- [Problem]: Narrow the data below down to the lines containing "Method".

==================================================

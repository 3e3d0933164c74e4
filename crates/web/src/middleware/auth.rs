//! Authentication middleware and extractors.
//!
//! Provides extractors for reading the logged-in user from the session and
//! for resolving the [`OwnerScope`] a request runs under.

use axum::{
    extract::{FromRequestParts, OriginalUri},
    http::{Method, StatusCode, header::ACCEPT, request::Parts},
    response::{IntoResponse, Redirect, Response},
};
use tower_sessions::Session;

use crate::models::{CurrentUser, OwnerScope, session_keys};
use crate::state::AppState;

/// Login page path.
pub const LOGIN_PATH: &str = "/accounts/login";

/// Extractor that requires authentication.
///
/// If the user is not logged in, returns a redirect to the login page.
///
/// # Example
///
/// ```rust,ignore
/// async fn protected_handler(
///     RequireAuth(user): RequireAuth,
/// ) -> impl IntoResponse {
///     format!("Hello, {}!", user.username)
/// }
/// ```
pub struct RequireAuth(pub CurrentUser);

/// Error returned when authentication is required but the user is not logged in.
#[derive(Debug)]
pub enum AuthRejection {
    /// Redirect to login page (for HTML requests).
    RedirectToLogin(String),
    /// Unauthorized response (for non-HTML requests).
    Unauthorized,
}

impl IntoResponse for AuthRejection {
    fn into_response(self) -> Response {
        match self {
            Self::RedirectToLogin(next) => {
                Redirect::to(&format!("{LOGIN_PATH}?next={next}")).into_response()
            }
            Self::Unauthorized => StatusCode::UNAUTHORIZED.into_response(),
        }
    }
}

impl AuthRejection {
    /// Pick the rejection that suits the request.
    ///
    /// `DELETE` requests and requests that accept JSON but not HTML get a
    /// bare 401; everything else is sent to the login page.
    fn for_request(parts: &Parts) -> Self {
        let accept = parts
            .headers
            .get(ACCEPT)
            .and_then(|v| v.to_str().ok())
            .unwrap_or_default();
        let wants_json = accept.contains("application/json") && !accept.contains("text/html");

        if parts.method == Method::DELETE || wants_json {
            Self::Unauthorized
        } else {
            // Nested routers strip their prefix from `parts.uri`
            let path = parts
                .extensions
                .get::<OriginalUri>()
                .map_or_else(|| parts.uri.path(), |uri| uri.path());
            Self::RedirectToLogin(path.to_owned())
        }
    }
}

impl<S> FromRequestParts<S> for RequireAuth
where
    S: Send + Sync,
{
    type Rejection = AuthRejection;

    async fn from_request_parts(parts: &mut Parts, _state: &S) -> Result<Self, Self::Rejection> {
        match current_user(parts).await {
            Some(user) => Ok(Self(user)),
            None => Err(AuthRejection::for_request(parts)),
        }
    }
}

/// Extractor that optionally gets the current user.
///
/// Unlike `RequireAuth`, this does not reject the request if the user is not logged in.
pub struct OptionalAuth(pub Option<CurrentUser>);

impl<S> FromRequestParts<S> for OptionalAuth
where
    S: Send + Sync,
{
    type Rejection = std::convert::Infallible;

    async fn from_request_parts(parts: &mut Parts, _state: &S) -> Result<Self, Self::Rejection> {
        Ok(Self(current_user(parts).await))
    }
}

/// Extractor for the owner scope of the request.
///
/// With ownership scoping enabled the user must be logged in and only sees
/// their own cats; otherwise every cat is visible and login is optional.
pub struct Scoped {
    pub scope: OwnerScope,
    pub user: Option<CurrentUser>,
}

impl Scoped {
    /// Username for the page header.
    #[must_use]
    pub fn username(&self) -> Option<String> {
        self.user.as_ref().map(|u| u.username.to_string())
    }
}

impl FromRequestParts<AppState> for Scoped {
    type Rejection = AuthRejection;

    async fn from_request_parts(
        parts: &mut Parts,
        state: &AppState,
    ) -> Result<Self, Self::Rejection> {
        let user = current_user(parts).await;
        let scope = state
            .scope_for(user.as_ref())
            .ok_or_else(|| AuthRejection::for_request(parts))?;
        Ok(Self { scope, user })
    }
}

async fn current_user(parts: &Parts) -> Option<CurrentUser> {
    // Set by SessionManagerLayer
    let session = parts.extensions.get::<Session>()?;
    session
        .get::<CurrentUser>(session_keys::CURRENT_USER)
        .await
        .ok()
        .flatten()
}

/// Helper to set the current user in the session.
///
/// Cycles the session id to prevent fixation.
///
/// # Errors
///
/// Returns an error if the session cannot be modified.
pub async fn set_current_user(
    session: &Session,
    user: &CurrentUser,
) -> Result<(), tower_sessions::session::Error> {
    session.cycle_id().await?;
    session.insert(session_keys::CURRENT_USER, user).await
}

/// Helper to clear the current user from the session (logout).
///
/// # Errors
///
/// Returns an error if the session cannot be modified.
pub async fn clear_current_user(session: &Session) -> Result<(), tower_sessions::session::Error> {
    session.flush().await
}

==================================================

- [Task solution]:
    http::{Method, StatusCode, header::ACCEPT, request::Parts},
        if parts.method == Method::DELETE || wants_json {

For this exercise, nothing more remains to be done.